Either an optical microscopy, or an IR transmission microscopy, or an intersubstrate microscopy is used in conventional alignment methods to monitor the alignment marks on both wafers or chips during the alignment process within an aligner and/or a bonder. In order to match the alignment marks on both wafers or chip-and-wafer, one of the two components, usually the one held by the bond head, can be adjusted in x, y, and z directions and rotated in theta. Once the alignment markers are aligned, the microscopy is removed, the component on the bond head is then brought down to the wafer on the bottom chuck for bonding. Both wafers (or chip and wafer) are not in contact during the alignment process and consequently there is no force in between the two components to hold the alignment accuracy, which can be dramatically reduced during moving the component on the bond head down to contact the wafer on the chuck and then bonding process.
The present invention is distinguished from conventional alignment methods in that the two components (either wafer to wafer or chip to wafer) are in contact during the active alignment process assisted by magnetic force between complimentary pairing patterned magnets on two components in an applied magnetic field. Once the alignment process is done, both components are locked in-situ by the magnetic force without further alignment accuracy loss. A novel bonding method is then used to obtain vertical interconnects between the two components without losing the alignment accuracy, which is described in another invention by the authors. In the case of chip-to-wafer bonding, all chips can be placed on the wafer with loose alignment accuracy with high throughput. The force between pairing patterned magnets will push for the high precision alignment via self-alignment process.
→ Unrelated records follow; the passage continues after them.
use std::collections::BTreeMap;

use serde::{Deserialize, Serialize};

use crate::types::{Evidence, ExecutionError, StepId, StepOutput};

/// Shared accumulator passed through the pipeline.
///
/// Holds one sub-record per completed step plus cross-cutting error and
/// evidence lists. Agents only ever see it by shared reference; the engine
/// files each agent's output under the step that agent produces.
#[derive(Debug, Clone, Default, PartialEq, Serialize, Deserialize)]
pub struct WorkflowState {
    #[serde(default)]
    steps: BTreeMap<StepId, StepOutput>,
    #[serde(default)]
    pub errors: Vec<ExecutionError>,
    #[serde(default)]
    pub evidence: Vec<Evidence>,
}

impl WorkflowState {
    pub fn new() -> Self {
        Self::default()
    }

    /// Create a state seeded with case data.
    pub fn from_steps(steps: BTreeMap<StepId, StepOutput>) -> Self {
        Self {
            steps,
            ..Default::default()
        }
    }

    /// Get a step's output. Absent means "not available", not an error.
    pub fn get(&self, step: &StepId) -> Option<&StepOutput> {
        self.steps.get(step)
    }

    /// Look a step up by name.
    pub fn get_str(&self, step: &str) -> Option<&StepOutput> {
        self.steps.get(&StepId::from(step))
    }

    pub fn contains(&self, step: &StepId) -> bool {
        self.steps.contains_key(step)
    }

    /// Write a step's sub-record. Reserved for the engine and for seeding.
    pub fn set_step(&mut self, step: StepId, output: StepOutput) {
        self.steps.insert(step, output);
    }

    pub fn remove_step(&mut self, step: &StepId) -> Option<StepOutput> {
        self.steps.remove(step)
    }

    /// All step sub-records in step-name order.
    pub fn steps(&self) -> &BTreeMap<StepId, StepOutput> {
        &self.steps
    }

    pub fn step_ids(&self) -> impl Iterator<Item = &StepId> {
        self.steps.keys()
    }

    pub fn has_fatal_error(&self) -> bool {
        self.errors.iter().any(|e| e.is_fatal())
    }
}

#[cfg(test)]
mod tests {
    use super::*;
    use serde_json::json;

    #[test]
    fn test_basic_operations() {
        let mut state = WorkflowState::new();
        state.set_step("cpt".into(), json!(["99213"]));

        assert_eq!(state.get_str("cpt"), Some(&json!(["99213"])));
        assert!(state.contains(&StepId::from("cpt")));
        assert_eq!(state.get_str("icd"), None);
    }

    #[test]
    fn test_from_steps_keeps_seed_data() {
        let mut seed = BTreeMap::new();
        seed.insert(StepId::from("case-note"), json!("Patient seen for follow-up"));
        let state = WorkflowState::from_steps(seed);
        assert_eq!(state.step_ids().count(), 1);
        assert!(state.errors.is_empty());
    }

    #[test]
    fn test_state_serializes() {
        let mut state = WorkflowState::new();
        state.set_step("rvu".into(), json!({"work": 1.3}));
        let text = serde_json::to_string(&state).unwrap();
        let back: WorkflowState = serde_json::from_str(&text).unwrap();
        assert_eq!(back, state);
    }
}
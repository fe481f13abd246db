use std::collections::HashMap;

use tracing::debug;

use oxkair_core::error::{OxkairError, Result};
use oxkair_core::state::WorkflowState;
use oxkair_core::types::{AgentId, StepId};

use crate::runner::PathwayResult;

/// Combine the foundation segment and every pathway into one state.
///
/// Step deltas are a disjoint union laid over `initial`; a step written by two
/// agents is a `MergeConflict`. Steps of skipped or fatally failed agents stay
/// absent. Errors and evidence are appended in (phase, pathway, agent) order,
/// so `pathways` must be sorted by pathway index.
pub fn merge(
    initial: &WorkflowState,
    foundation: &PathwayResult,
    pathways: &[PathwayResult],
) -> Result<WorkflowState> {
    let mut merged = initial.clone();
    let mut writers: HashMap<StepId, AgentId> = HashMap::new();

    for segment in std::iter::once(foundation).chain(pathways.iter()) {
        for write in &segment.writes {
            if let Some(first) = writers.get(&write.step) {
                return Err(OxkairError::MergeConflict {
                    step: write.step.clone(),
                    first: first.clone(),
                    second: write.agent_id.clone(),
                });
            }
            writers.insert(write.step.clone(), write.agent_id.clone());
            merged.set_step(write.step.clone(), write.output.clone());
        }
        merged.errors.extend(segment.errors.iter().cloned());
        merged.evidence.extend(segment.evidence.iter().cloned());
    }

    debug!(
        steps_written = writers.len(),
        errors = merged.errors.len(),
        "Merged run state"
    );
    Ok(merged)
}
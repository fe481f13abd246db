use chrono::{DateTime, Utc};
use serde::{Deserialize, Serialize};

/// Name of a unit of produced knowledge (e.g. "procedure-codes").
#[derive(Debug, Clone, Hash, Eq, PartialEq, Ord, PartialOrd, Serialize, Deserialize)]
#[serde(transparent)]
pub struct StepId(pub String);

impl StepId {
    pub fn new(s: impl Into<String>) -> Self {
        Self(s.into())
    }

    pub fn as_str(&self) -> &str {
        &self.0
    }
}

impl From<&str> for StepId {
    fn from(s: &str) -> Self {
        Self(s.to_string())
    }
}

impl From<String> for StepId {
    fn from(s: String) -> Self {
        Self(s)
    }
}

impl std::fmt::Display for StepId {
    fn fmt(&self, f: &mut std::fmt::Formatter<'_>) -> std::fmt::Result {
        write!(f, "{}", self.0)
    }
}

/// Unique agent identifier.
#[derive(Debug, Clone, Hash, Eq, PartialEq, Ord, PartialOrd, Serialize, Deserialize)]
#[serde(transparent)]
pub struct AgentId(pub String);

impl AgentId {
    pub fn new(s: impl Into<String>) -> Self {
        Self(s.into())
    }

    pub fn as_str(&self) -> &str {
        &self.0
    }
}

impl From<&str> for AgentId {
    fn from(s: &str) -> Self {
        Self(s.to_string())
    }
}

impl From<String> for AgentId {
    fn from(s: String) -> Self {
        Self(s)
    }
}

impl std::fmt::Display for AgentId {
    fn fmt(&self, f: &mut std::fmt::Formatter<'_>) -> std::fmt::Result {
        write!(f, "{}", self.0)
    }
}

/// The value an agent produces for its step. `Null` marks a degraded output.
pub type StepOutput = serde_json::Value;

/// Severity of an agent error.
#[derive(Debug, Clone, Copy, PartialEq, Eq, Serialize, Deserialize)]
#[serde(rename_all = "snake_case")]
pub enum Severity {
    /// Halts the owning pathway (or the foundation phase under fail-fast).
    Fatal,
    /// Recorded; execution continues with a degraded step output.
    Recoverable,
}

/// What produced an [`ExecutionError`].
#[derive(Debug, Clone, Copy, PartialEq, Eq, Serialize, Deserialize)]
#[serde(rename_all = "snake_case")]
pub enum ErrorKind {
    /// The agent itself reported a failure.
    Agent,
    /// The agent never ran because a step it requires is unavailable.
    SkippedDueToDependencyFailure,
    /// The run deadline expired while the agent was in flight.
    Timeout,
    /// The task running the agent panicked.
    Panicked,
}

/// An agent error recorded in the report. Always data, never unwound.
#[derive(Debug, Clone, PartialEq, Serialize, Deserialize)]
pub struct ExecutionError {
    pub agent_id: AgentId,
    pub step: StepId,
    pub message: String,
    pub severity: Severity,
    pub kind: ErrorKind,
}

impl ExecutionError {
    /// Wrap a failure reported by the agent.
    pub fn from_failure(agent_id: AgentId, step: StepId, failure: AgentFailure) -> Self {
        Self {
            agent_id,
            step,
            message: failure.message,
            severity: failure.severity,
            kind: ErrorKind::Agent,
        }
    }

    pub fn skipped(agent_id: AgentId, step: StepId, missing: &StepId) -> Self {
        Self {
            agent_id,
            step,
            message: format!("skipped: required step '{}' is unavailable", missing),
            severity: Severity::Recoverable,
            kind: ErrorKind::SkippedDueToDependencyFailure,
        }
    }

    pub fn timeout(agent_id: AgentId, step: StepId) -> Self {
        Self {
            agent_id,
            step,
            message: "run deadline expired while agent was in flight".to_string(),
            severity: Severity::Fatal,
            kind: ErrorKind::Timeout,
        }
    }

    pub fn panicked(agent_id: AgentId, step: StepId, detail: impl Into<String>) -> Self {
        Self {
            agent_id,
            step,
            message: detail.into(),
            severity: Severity::Fatal,
            kind: ErrorKind::Panicked,
        }
    }

    pub fn is_fatal(&self) -> bool {
        self.severity == Severity::Fatal
    }
}

/// A piece of supporting evidence emitted by an agent.
#[derive(Debug, Clone, PartialEq, Serialize, Deserialize)]
pub struct Evidence {
    /// Filled in by the engine with the emitting agent.
    #[serde(default, skip_serializing_if = "Option::is_none")]
    pub source: Option<AgentId>,
    pub description: String,
    #[serde(default)]
    pub payload: serde_json::Value,
}

impl Evidence {
    pub fn new(description: impl Into<String>, payload: serde_json::Value) -> Self {
        Self {
            source: None,
            description: description.into(),
            payload,
        }
    }

    /// Attribute this evidence to an agent.
    pub fn attributed(mut self, agent: &AgentId) -> Self {
        self.source = Some(agent.clone());
        self
    }
}

/// Successful result of an agent run.
#[derive(Debug, Clone, Default)]
pub struct AgentOutput {
    pub output: StepOutput,
    pub evidence: Vec<Evidence>,
}

impl AgentOutput {
    pub fn new(output: StepOutput) -> Self {
        Self {
            output,
            evidence: vec![],
        }
    }

    pub fn with_evidence(mut self, evidence: Vec<Evidence>) -> Self {
        self.evidence = evidence;
        self
    }
}

/// Failure reported by an agent.
#[derive(Debug, Clone, PartialEq)]
pub struct AgentFailure {
    pub message: String,
    pub severity: Severity,
}

impl AgentFailure {
    pub fn fatal(message: impl Into<String>) -> Self {
        Self {
            message: message.into(),
            severity: Severity::Fatal,
        }
    }

    pub fn recoverable(message: impl Into<String>) -> Self {
        Self {
            message: message.into(),
            severity: Severity::Recoverable,
        }
    }
}

impl std::fmt::Display for AgentFailure {
    fn fmt(&self, f: &mut std::fmt::Formatter<'_>) -> std::fmt::Result {
        write!(f, "{:?}: {}", self.severity, self.message)
    }
}

/// How agent failures in the foundation phase affect the rest of the run.
#[derive(Debug, Clone, Copy, Default, PartialEq, Eq, Serialize, Deserialize)]
#[serde(rename_all = "snake_case")]
pub enum FailurePolicy {
    /// A fatal foundation failure stops the run; pathways never start.
    FailFast,
    /// Record the failure, skip dependants, keep going.
    #[default]
    ContinueOnError,
}

/// Execution phase.
#[derive(Debug, Clone, Copy, PartialEq, Eq, PartialOrd, Ord, Serialize, Deserialize)]
#[serde(rename_all = "lowercase")]
pub enum Phase {
    Foundation,
    Pathways,
    Merge,
}

impl std::fmt::Display for Phase {
    fn fmt(&self, f: &mut std::fmt::Formatter<'_>) -> std::fmt::Result {
        let s = match self {
            Phase::Foundation => "foundation",
            Phase::Pathways => "pathways",
            Phase::Merge => "merge",
        };
        f.write_str(s)
    }
}

/// Progress notification emitted while a run executes.
#[derive(Debug, Clone, Serialize, Deserialize)]
pub struct ProgressEvent {
    /// Strictly increasing within a run.
    pub seq: u64,
    pub phase: Phase,
    /// Estimated completion, 0-100, non-decreasing within a run.
    pub percent: u8,
    pub label: String,
    pub timestamp: DateTime<Utc>,
}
At some particular cases, high-precision alignment can be done between the chips and the wafer at the same time via external activation of self-alignment between the patterned magnets by turning on the external magnetic field. Thus a high-precision alignment method with high UPH is achieved. Since the magnetic force will hold the alignment together between the chip and the wafer, the bonding can be done at once for all the chips after the chips have all been aligned. By doing so, we can also cut down the UPH time for chip-to-wafer bonding.